Ultimately Justice Platkin ruled that neither side was entitled to summary judgment at the pre-discovery stage. “[T]he present record,” he wrote, “compiled without the benefit of any discovery, falls short of compelling the conclusion that plaintiff and the other Partners agreed to exclude goodwill as a distributable asset as a matter of law.” As he further explained:
The facts here do not rise to the level of Dawson andMatter of Brown, where goodwill did not appear on the partnership’s books, and there was a history of withdrawing partners not being compensated for goodwill (Dawson, 88 NY2d at 672; Matter of Brown, 242 NY at 7). Indeed, while a course of dealing may give rise to an implied agreement to exclude goodwill as an asset of the partnership, goodwill “is presumptively an asset to be accounted for”, and “there must be caution before property interests of value are thus excluded by implication” (Matter of Brown, 242 NY at 7). “The life of the business must be scrutinized for every relevant circumstance affecting the intention of the partners. The inference is one of fact, to be drawn, if at all, when intention is thus appraised and probabilities are measured” (id.).
Justice Platkin also found questions of fact warranting discovery and precluding summary judgment as to the existence of distributable goodwill belonging to the practice:
Defendants have not supported their motion with proof in admissible form sufficient to demonstrate, prima facie, that the Center lacks distributable goodwill in its own right. While defendants’ moving papers make passing reference to changes in the name and location(s) of the Partnership over the years, they have not met their initial burden of affirmatively demonstrating, as a matter of law, that the Center lacks the ability to attract patients as a result of a result of its name, location(s) and reputation (see Dawson, 88 NY2d at 670). And, to the extent that plaintiff’s affidavit in support of the cross-motion demonstrates the existence of distributable goodwill, the reply affidavit of [defendant] Dr. Greenstein suffices to raise questions of fact. Accordingly, neither side is entitled to summary judgment on the issue.

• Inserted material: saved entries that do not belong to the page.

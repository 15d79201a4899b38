//! Declarative macros for ergonomic effect construction

/// Create an `Effect::Future` from an async block
///
/// # Example
///
/// ```rust,ignore
/// use gatepass_core::async_effect;
///
/// async_effect! {
///     let outcome = gateway.validate(token).await;
///     Some(ScannerAction::ValidationCompleted { cycle, outcome })
/// }
/// ```
#[macro_export]
macro_rules! async_effect {
    ($($body:tt)*) => {
        $crate::effect::Effect::Future(
            ::std::boxed::Box::pin(async move { $($body)* })
        )
    };
}

/// Create an `Effect::Delay` for scheduling delayed actions
///
/// # Example
///
/// ```rust,ignore
/// use gatepass_core::delay;
/// use std::time::Duration;
///
/// delay! {
///     duration: Duration::from_secs(3),
///     action: ScannerAction::ResetElapsed { cycle: 4 }
/// }
/// ```
#[macro_export]
macro_rules! delay {
    (
        duration: $duration:expr,
        action: $action:expr
    ) => {
        $crate::effect::Effect::Delay {
            duration: $duration,
            action: ::std::boxed::Box::new($action),
        }
    };
}
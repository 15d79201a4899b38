//! Integration tests for Store action broadcasting
//!
//! A request/response caller (HTTP handler, terminal UI) sends an action and
//! waits for the action its effects produce.

#![allow(clippy::unwrap_used, clippy::expect_used, clippy::panic)] // Test code can use unwrap/expect/panic

use gatepass_core::{SmallVec, effect::Effect, reducer::Reducer, smallvec};
use gatepass_runtime::{RuntimeError, Store};
use std::sync::Arc;
use std::time::Duration;

// ============================================================================
// Test Fixtures
// ============================================================================

#[derive(Debug, Clone, PartialEq)]
enum GateAction {
    /// Ask the gate to admit a badge
    Admit { badge: u64 },
    /// The gate finished its lookup
    Admitted { badge: u64, total: u32 },
    /// Never produced; used for timeouts
    Jammed,
}

#[derive(Debug, Clone, Default)]
struct GateState {
    admitted: u32,
}

#[derive(Clone)]
struct GateEnvironment;

#[derive(Clone)]
struct GateReducer;

impl Reducer for GateReducer {
    type State = GateState;
    type Action = GateAction;
    type Environment = GateEnvironment;

    fn reduce(
        &self,
        state: &mut Self::State,
        action: Self::Action,
        _env: &Self::Environment,
    ) -> SmallVec<[Effect<Self::Action>; 4]> {
        match action {
            GateAction::Admit { badge } => {
                state.admitted += 1;
                let total = state.admitted;
                smallvec![Effect::Future(Box::pin(async move {
                    // Simulate a lookup
                    tokio::time::sleep(Duration::from_millis(5)).await;
                    Some(GateAction::Admitted { badge, total })
                }))]
            },
            GateAction::Admitted { .. } | GateAction::Jammed => smallvec![Effect::None],
        }
    }
}

fn gate() -> Arc<Store<GateState, GateAction, GateEnvironment, GateReducer>> {
    Arc::new(Store::new(GateState::default(), GateReducer, GateEnvironment))
}

// ============================================================================
// Tests
// ============================================================================

#[tokio::test]
async fn test_send_and_wait_for_response() {
    let store = gate();

    let result = store
        .send_and_wait_for(
            GateAction::Admit { badge: 7 },
            |action| matches!(action, GateAction::Admitted { badge: 7, .. }),
            Duration::from_secs(1),
        )
        .await
        .unwrap();

    assert_eq!(result, GateAction::Admitted { badge: 7, total: 1 });
}

#[tokio::test]
async fn test_send_and_wait_for_timeout() {
    let store = gate();

    let result = store
        .send_and_wait_for(
            GateAction::Admit { badge: 1 },
            |action| matches!(action, GateAction::Jammed),
            Duration::from_millis(50),
        )
        .await;

    assert_eq!(result.unwrap_err(), RuntimeError::Timeout);
}

#[tokio::test]
async fn test_concurrent_callers_get_their_own_response() {
    let store = gate();

    let mut handles = vec![];
    for badge in 1..=5 {
        let store = Arc::clone(&store);
        handles.push(tokio::spawn(async move {
            store
                .send_and_wait_for(
                    GateAction::Admit { badge },
                    move |action| {
                        matches!(action, GateAction::Admitted { badge: b, .. } if *b == badge)
                    },
                    Duration::from_secs(2),
                )
                .await
        }));
    }

    for (i, handle) in handles.into_iter().enumerate() {
        let action = handle.await.expect("Task panicked").unwrap();
        let expected_badge = u64::try_from(i + 1).unwrap();
        assert!(matches!(action, GateAction::Admitted { badge, .. } if badge == expected_badge));
    }

    assert_eq!(store.state(|s| s.admitted).await, 5);
}

#[tokio::test]
async fn test_every_subscriber_sees_every_action() {
    let store = gate();
    let mut rx1 = store.subscribe_actions();
    let mut rx2 = store.subscribe_actions();

    let mut handle = store.send(GateAction::Admit { badge: 3 }).await.unwrap();
    handle.wait_with_timeout(Duration::from_secs(1)).await.unwrap();

    for rx in [&mut rx1, &mut rx2] {
        assert_eq!(
            rx.try_recv().unwrap(),
            GateAction::Admitted { badge: 3, total: 1 }
        );
    }
}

Avoiding the Next Romanoff
Although I’ve seen worse, Romanoff could serve as a poster child for the ills that can befall any large, successful, multi-partner professional practice that has no written partnership agreement. Inevitably a partner will withdraw or die at some point, triggering dissolution by operation of law. No partner should sleep well at night knowing that, without an agreement, the creaky default rules of New York’s outdated Partnership Law will bring them dyspepsia, dissension, and costly legal disputes.
There’s no single way to address the issues in a professional partnership’s written agreement, although the ones I’ve come across generally exclude enterprise goodwill as a separately quantifiable, distributable or compensable element of value in the event of a partner’s separation. Perhaps that’s because the valuation of such goodwill, and its separation from the personal goodwill of the partners, is inherently elusive and therefore prone to differences of opinion leading to conflict. There’s also the related, problematic issue of requiring non-founding partners to pay for goodwill upon joining the practice.
In any event, there are other, more certain techniques for determining amounts due a withdrawing partner or the estate of a deceased partner. Partners who fail to deal with it in a written agreement, as in Romanoff, are setting off a ticking time bomb.